* About this exercise *
Go through the records and filter out every line lacking the word "bound"; copy the lines that remain.

* Extracted information *
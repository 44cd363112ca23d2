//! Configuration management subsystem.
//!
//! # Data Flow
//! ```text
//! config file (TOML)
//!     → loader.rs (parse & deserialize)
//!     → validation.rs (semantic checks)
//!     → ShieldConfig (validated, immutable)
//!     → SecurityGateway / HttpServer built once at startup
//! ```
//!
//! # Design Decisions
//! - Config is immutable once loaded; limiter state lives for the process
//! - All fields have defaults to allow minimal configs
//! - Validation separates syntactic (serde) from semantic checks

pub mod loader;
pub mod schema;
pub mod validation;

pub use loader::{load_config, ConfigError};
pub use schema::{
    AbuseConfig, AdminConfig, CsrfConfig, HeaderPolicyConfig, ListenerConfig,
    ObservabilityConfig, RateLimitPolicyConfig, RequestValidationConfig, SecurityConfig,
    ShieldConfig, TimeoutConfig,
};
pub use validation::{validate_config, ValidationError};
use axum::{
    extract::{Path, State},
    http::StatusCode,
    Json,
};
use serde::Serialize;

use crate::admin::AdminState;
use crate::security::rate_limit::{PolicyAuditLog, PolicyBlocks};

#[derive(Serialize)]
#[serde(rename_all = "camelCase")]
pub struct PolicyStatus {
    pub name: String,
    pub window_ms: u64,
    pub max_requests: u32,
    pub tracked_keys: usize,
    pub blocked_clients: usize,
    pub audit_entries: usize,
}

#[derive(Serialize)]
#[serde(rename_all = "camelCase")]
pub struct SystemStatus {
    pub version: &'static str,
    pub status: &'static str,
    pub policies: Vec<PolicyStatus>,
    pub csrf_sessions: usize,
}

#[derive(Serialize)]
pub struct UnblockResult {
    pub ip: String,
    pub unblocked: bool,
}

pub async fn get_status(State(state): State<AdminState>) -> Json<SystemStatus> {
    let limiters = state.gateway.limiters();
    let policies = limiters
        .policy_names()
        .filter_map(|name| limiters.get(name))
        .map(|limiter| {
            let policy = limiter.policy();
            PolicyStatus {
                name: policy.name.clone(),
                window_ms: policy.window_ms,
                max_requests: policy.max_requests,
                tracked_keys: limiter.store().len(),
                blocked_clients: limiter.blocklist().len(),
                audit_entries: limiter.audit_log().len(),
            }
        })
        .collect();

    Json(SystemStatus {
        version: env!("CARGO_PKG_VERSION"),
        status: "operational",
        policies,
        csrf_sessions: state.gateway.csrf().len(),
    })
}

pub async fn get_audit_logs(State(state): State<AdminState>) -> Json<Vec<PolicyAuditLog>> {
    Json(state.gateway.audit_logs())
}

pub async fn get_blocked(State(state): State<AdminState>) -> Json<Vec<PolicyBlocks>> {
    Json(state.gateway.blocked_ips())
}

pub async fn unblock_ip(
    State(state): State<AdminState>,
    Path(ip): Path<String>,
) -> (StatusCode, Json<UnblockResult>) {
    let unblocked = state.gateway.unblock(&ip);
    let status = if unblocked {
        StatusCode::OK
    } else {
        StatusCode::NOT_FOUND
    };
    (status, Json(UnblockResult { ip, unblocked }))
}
--
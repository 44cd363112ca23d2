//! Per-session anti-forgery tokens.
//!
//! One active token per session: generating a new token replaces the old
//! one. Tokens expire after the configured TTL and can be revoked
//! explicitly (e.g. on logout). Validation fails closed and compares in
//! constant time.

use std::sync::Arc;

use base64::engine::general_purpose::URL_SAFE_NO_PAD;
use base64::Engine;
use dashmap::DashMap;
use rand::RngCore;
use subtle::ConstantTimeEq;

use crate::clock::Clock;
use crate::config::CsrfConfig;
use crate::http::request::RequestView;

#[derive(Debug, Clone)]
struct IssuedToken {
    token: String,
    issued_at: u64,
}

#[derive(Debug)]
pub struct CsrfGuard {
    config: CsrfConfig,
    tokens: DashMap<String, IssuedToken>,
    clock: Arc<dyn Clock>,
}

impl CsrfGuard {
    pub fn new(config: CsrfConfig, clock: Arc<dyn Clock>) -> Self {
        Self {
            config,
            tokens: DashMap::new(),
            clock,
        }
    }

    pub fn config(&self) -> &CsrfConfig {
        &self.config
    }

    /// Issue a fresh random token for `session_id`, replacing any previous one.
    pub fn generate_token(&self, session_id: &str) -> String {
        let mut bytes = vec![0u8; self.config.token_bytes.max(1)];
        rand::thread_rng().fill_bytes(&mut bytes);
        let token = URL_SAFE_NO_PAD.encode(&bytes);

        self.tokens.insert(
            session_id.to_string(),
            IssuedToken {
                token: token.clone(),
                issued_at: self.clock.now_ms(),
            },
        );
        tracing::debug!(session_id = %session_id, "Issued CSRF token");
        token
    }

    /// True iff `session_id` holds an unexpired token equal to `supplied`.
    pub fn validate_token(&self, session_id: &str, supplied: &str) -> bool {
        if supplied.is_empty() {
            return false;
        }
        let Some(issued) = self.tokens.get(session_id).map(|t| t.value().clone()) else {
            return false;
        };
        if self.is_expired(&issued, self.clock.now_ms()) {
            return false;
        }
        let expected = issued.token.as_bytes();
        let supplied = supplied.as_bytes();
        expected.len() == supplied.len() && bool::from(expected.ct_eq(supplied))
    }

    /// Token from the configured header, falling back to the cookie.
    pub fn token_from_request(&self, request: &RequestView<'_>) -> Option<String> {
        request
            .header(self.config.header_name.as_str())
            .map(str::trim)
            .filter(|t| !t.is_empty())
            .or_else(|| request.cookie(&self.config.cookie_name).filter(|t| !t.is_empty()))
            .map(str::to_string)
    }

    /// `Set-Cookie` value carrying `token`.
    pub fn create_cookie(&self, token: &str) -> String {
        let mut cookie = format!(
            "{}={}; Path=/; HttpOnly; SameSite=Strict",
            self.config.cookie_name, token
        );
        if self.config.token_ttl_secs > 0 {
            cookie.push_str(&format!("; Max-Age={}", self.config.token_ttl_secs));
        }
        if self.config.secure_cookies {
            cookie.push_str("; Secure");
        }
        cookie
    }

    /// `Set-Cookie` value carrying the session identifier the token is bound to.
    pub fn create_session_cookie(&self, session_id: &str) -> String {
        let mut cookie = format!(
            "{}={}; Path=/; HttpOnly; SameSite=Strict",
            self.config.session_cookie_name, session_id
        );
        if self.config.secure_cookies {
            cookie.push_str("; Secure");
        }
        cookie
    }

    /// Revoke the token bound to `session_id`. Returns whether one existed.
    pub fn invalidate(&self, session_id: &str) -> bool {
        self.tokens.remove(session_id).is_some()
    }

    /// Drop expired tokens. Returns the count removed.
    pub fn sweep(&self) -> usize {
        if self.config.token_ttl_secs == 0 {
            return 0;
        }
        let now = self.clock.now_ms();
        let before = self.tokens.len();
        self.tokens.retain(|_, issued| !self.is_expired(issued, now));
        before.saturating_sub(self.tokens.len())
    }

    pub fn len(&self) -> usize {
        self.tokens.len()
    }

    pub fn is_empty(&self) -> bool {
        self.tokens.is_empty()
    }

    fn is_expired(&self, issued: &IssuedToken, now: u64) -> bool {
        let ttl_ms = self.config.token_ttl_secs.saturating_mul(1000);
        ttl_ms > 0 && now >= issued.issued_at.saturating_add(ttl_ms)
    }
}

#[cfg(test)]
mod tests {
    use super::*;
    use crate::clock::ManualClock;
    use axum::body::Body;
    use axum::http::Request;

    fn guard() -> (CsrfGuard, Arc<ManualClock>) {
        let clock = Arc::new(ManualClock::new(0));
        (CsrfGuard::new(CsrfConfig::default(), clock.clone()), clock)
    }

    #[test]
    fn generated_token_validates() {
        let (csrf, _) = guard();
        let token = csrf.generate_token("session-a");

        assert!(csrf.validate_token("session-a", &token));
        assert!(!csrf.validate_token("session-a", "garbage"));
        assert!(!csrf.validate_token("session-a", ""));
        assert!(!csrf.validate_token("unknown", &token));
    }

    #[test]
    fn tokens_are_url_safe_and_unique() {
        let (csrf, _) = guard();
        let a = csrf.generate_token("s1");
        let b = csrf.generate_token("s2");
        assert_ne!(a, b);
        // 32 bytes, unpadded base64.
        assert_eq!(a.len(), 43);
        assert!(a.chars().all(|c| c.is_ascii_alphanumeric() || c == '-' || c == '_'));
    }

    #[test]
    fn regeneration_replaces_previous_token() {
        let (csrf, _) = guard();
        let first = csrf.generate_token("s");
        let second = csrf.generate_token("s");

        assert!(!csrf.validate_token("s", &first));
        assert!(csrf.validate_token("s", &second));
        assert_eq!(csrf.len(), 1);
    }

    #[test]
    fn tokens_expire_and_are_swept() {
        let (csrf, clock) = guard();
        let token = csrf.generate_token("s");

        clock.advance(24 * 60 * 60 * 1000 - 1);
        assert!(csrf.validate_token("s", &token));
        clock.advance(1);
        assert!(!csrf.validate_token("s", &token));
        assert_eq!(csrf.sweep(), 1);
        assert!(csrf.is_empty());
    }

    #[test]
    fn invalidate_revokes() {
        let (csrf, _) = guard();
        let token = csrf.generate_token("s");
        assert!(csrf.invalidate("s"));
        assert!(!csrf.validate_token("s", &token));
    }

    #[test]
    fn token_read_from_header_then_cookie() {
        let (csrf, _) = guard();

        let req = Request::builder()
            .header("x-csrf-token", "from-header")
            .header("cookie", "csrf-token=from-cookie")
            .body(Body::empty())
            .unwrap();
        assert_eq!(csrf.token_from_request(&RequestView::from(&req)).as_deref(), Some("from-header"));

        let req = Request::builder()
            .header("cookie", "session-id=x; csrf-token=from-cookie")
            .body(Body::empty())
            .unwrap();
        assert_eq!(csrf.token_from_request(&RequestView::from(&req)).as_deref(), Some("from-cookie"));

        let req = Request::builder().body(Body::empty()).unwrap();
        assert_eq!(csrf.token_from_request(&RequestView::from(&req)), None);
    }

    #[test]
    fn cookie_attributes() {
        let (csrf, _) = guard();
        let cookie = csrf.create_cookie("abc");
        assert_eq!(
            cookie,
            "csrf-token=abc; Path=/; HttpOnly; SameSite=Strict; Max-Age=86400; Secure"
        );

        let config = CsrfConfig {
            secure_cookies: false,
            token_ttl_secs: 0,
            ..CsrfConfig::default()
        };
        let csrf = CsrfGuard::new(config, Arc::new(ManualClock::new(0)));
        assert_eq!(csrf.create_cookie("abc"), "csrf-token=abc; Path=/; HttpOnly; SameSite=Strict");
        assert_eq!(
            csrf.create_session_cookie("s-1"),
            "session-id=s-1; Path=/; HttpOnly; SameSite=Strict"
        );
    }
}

* Solution *
    /// `Set-Cookie` value carrying the session identifier the token is bound to.
    /// Revoke the token bound to `session_id`. Returns whether one existed.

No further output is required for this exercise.